→ **DIRECTIONS FOR THIS TASK**
Using the listing below, please gather every line containing the word "ReservationEncodeArgs".

→ **EXERCISE INPUT**
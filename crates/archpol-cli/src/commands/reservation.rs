use archpol_core::ReservationMethod;

use crate::cli::{OutputFormat, ReservationDecodeArgs, ReservationEncodeArgs};
use crate::output::{ReservationReport, render_reservation};
use crate::state::CliResult;

pub(crate) fn handle_reservation_decode(
    args: &ReservationDecodeArgs,
    format: OutputFormat,
) -> CliResult<()> {
    render_reservation(&report(ReservationMethod::decode(args.code)), format)
}

pub(crate) fn handle_reservation_encode(
    args: &ReservationEncodeArgs,
    format: OutputFormat,
) -> CliResult<()> {
    let method = ReservationMethod::new(args.attribute, args.set, args.fs);
    render_reservation(&report(method), format)
}

fn report(method: ReservationMethod) -> ReservationReport {
    ReservationReport {
        code: method.encode(),
        method: method.to_string(),
        attribute: method.attribute(),
        reserve_set: method.reserve_set(),
        reserve_fs: method.reserve_fs(),
    }
}

#[cfg(test)]
mod tests {
    use super::*;

    #[test]
    fn negative_codes_report_no_reservation() {
        let report = report(ReservationMethod::decode(-1));
        assert_eq!(report.code, 0);
        assert_eq!(report.method, "none");
    }

    #[test]
    fn encoded_report_carries_all_bits() {
        let report = report(ReservationMethod::new(0x02, true, true));
        assert_eq!(report.code, 0x32);
        assert!(report.reserve_set && report.reserve_fs);
        assert_eq!(report.attribute, 0x02);
    }
}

→ **ANSWER FOR THIS EXERCISE**
use crate::cli::{OutputFormat, ReservationDecodeArgs, ReservationEncodeArgs};
    args: &ReservationEncodeArgs,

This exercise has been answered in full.